*Exercise brief*: All of the records should be given back exactly and in full.

┌──

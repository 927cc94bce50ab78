//! InfluxDB line protocol output formatter.

use crate::output::{OutputFormatter, TrapReport};
use chrono::{DateTime, Utc};
use std::collections::BTreeMap;
use std::fmt;

/// Field values for InfluxDB line protocol
#[derive(Debug, PartialEq)]
pub enum FieldValue {
    Float(f64),
    Integer(i64),
    Boolean(bool),
    String(String),
}

impl fmt::Display for FieldValue {
    fn fmt(&self, f: &mut fmt::Formatter) -> fmt::Result {
        match self {
            FieldValue::Float(num) => write!(f, "{num}"),
            FieldValue::Integer(num) => write!(f, "{num}i"),
            FieldValue::Boolean(b) => write!(f, "{b}"),
            FieldValue::String(s) => {
                let escaped = s.replace('\\', "\\\\").replace('"', "\\\"");
                write!(f, "\"{escaped}\"")
            }
        }
    }
}

/// Data point in InfluxDB line protocol
#[derive(Debug)]
pub struct DataPoint {
    pub measurement: String,
    pub tag_set: BTreeMap<String, String>,
    pub field_set: BTreeMap<String, FieldValue>,
    pub timestamp: Option<DateTime<Utc>>,
}

/// Escape commas, equals signs and spaces in a tag value.
fn escape_tag(value: &str) -> String {
    let mut escaped = String::with_capacity(value.len());
    for c in value.chars() {
        if matches!(c, ',' | '=' | ' ') {
            escaped.push('\\');
        }
        escaped.push(c);
    }
    escaped
}

fn fmt_tags(data_point: &DataPoint, fmt: &mut fmt::Formatter) -> fmt::Result {
    for (key, value) in data_point.tag_set.iter() {
        write!(fmt, ",{}={}", key, escape_tag(value))?;
    }
    Ok(())
}

fn fmt_fields(data_point: &DataPoint, fmt: &mut fmt::Formatter) -> fmt::Result {
    let mut first = true;
    for (key, value) in data_point.field_set.iter() {
        if first {
            first = false;
        } else {
            write!(fmt, ",")?;
        }
        write!(fmt, "{}={}", key, value)?;
    }
    Ok(())
}

fn fmt_timestamp(data_point: &DataPoint, fmt: &mut fmt::Formatter) -> fmt::Result {
    // Out of range for i64 nanoseconds after 2262; such points go unstamped.
    if let Some(nanos) = data_point
        .timestamp
        .and_then(|time| time.timestamp_nanos_opt())
    {
        write!(fmt, " {}", nanos)?;
    }
    Ok(())
}

impl fmt::Display for DataPoint {
    fn fmt(&self, fmt: &mut fmt::Formatter) -> fmt::Result {
        write!(fmt, "{}", self.measurement)?;
        fmt_tags(self, fmt)?;
        write!(fmt, " ")?;
        fmt_fields(self, fmt)?;
        fmt_timestamp(self, fmt)
    }
}

/// InfluxDB line protocol formatter.
///
/// Each report becomes one point tagged with the trap's address and name. The
/// point is stamped with the time of the report.
pub struct InfluxDbFormatter {
    /// The measurement name in InfluxDB
    measurement_name: String,
}

impl InfluxDbFormatter {
    pub fn new(measurement_name: String) -> Self {
        Self { measurement_name }
    }

    fn tag_set(&self, report: &TrapReport) -> BTreeMap<String, String> {
        let mut tags = BTreeMap::new();
        tags.insert("mac".to_string(), report.address.to_string());
        tags.insert("name".to_string(), report.name.clone());
        tags
    }

    /// Build the field set. Unknown values are omitted.
    fn field_set(&self, report: &TrapReport) -> BTreeMap<String, FieldValue> {
        let r = &report.reading;
        let mut fields = BTreeMap::new();

        macro_rules! add {
            ($name:literal, $variant:ident, $val:expr) => {
                if let Some(v) = $val {
                    fields.insert($name.into(), FieldValue::$variant(v));
                }
            };
        }

        add!("triggered", Boolean, r.triggered);
        add!("battery_potential", Float, r.voltage);
        add!("battery_percent", Integer, r.battery_percent.map(i64::from));
        add!("battery_raw", Integer, r.raw_battery_code.map(i64::from));
        add!(
            "seconds_since_update",
            Integer,
            r.last_update
                .map(|t| (report.reported_at - t).num_seconds().max(0))
        );
        fields.insert("available".into(), FieldValue::Boolean(report.available));

        fields
    }

    fn to_data_point(&self, report: &TrapReport) -> DataPoint {
        DataPoint {
            measurement: self.measurement_name.clone(),
            tag_set: self.tag_set(report),
            field_set: self.field_set(report),
            timestamp: Some(report.reported_at),
        }
    }
}

impl OutputFormatter for InfluxDbFormatter {
    fn format(&self, report: &TrapReport) -> String {
        format!("{}", self.to_data_point(report))
    }
}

└──

*Solution*:
repository 927cc94bce50ab78
//! InfluxDB line protocol output formatter.

use crate::output::{OutputFormatter, TrapReport};
use chrono::{DateTime, Utc};
use std::collections::BTreeMap;
use std::fmt;

/// Field values for InfluxDB line protocol
#[derive(Debug, PartialEq)]
pub enum FieldValue {
    Float(f64),
    Integer(i64),
    Boolean(bool),
    String(String),
}

impl fmt::Display for FieldValue {
    fn fmt(&self, f: &mut fmt::Formatter) -> fmt::Result {
        match self {
            FieldValue::Float(num) => write!(f, "{num}"),
            FieldValue::Integer(num) => write!(f, "{num}i"),
            FieldValue::Boolean(b) => write!(f, "{b}"),
            FieldValue::String(s) => {
                let escaped = s.replace('\\', "\\\\").replace('"', "\\\"");
                write!(f, "\"{escaped}\"")
            }
        }
    }
}

/// Data point in InfluxDB line protocol
#[derive(Debug)]
pub struct DataPoint {
    pub measurement: String,
    pub tag_set: BTreeMap<String, String>,
    pub field_set: BTreeMap<String, FieldValue>,
    pub timestamp: Option<DateTime<Utc>>,
}

/// Escape commas, equals signs and spaces in a tag value.
fn escape_tag(value: &str) -> String {
    let mut escaped = String::with_capacity(value.len());
    for c in value.chars() {
        if matches!(c, ',' | '=' | ' ') {
            escaped.push('\\');
        }
        escaped.push(c);
    }
    escaped
}

fn fmt_tags(data_point: &DataPoint, fmt: &mut fmt::Formatter) -> fmt::Result {
    for (key, value) in data_point.tag_set.iter() {
        write!(fmt, ",{}={}", key, escape_tag(value))?;
    }
    Ok(())
}

fn fmt_fields(data_point: &DataPoint, fmt: &mut fmt::Formatter) -> fmt::Result {
    let mut first = true;
    for (key, value) in data_point.field_set.iter() {
        if first {
            first = false;
        } else {
            write!(fmt, ",")?;
        }
        write!(fmt, "{}={}", key, value)?;
    }
    Ok(())
}

fn fmt_timestamp(data_point: &DataPoint, fmt: &mut fmt::Formatter) -> fmt::Result {
    // Out of range for i64 nanoseconds after 2262; such points go unstamped.
    if let Some(nanos) = data_point
        .timestamp
        .and_then(|time| time.timestamp_nanos_opt())
    {
        write!(fmt, " {}", nanos)?;
    }
    Ok(())
}

impl fmt::Display for DataPoint {
    fn fmt(&self, fmt: &mut fmt::Formatter) -> fmt::Result {
        write!(fmt, "{}", self.measurement)?;
        fmt_tags(self, fmt)?;
        write!(fmt, " ")?;
        fmt_fields(self, fmt)?;
        fmt_timestamp(self, fmt)
    }
}

/// InfluxDB line protocol formatter.
///
/// Each report becomes one point tagged with the trap's address and name. The
/// point is stamped with the time of the report.
pub struct InfluxDbFormatter {
    /// The measurement name in InfluxDB
    measurement_name: String,
}

impl InfluxDbFormatter {
    pub fn new(measurement_name: String) -> Self {
        Self { measurement_name }
    }

    fn tag_set(&self, report: &TrapReport) -> BTreeMap<String, String> {
        let mut tags = BTreeMap::new();
        tags.insert("mac".to_string(), report.address.to_string());
        tags.insert("name".to_string(), report.name.clone());
        tags
    }

    /// Build the field set. Unknown values are omitted.
    fn field_set(&self, report: &TrapReport) -> BTreeMap<String, FieldValue> {
        let r = &report.reading;
        let mut fields = BTreeMap::new();

        macro_rules! add {
            ($name:literal, $variant:ident, $val:expr) => {
                if let Some(v) = $val {
                    fields.insert($name.into(), FieldValue::$variant(v));
                }
            };
        }

        add!("triggered", Boolean, r.triggered);
        add!("battery_potential", Float, r.voltage);
        add!("battery_percent", Integer, r.battery_percent.map(i64::from));
        add!("battery_raw", Integer, r.raw_battery_code.map(i64::from));
        add!(
            "seconds_since_update",
            Integer,
            r.last_update
                .map(|t| (report.reported_at - t).num_seconds().max(0))
        );
        fields.insert("available".into(), FieldValue::Boolean(report.available));

        fields
    }

    fn to_data_point(&self, report: &TrapReport) -> DataPoint {
        DataPoint {
            measurement: self.measurement_name.clone(),
            tag_set: self.tag_set(report),
            field_set: self.field_set(report),
            timestamp: Some(report.reported_at),
        }
    }
}

impl OutputFormatter for InfluxDbFormatter {
    fn format(&self, report: &TrapReport) -> String {
        format!("{}", self.to_data_point(report))
    }
}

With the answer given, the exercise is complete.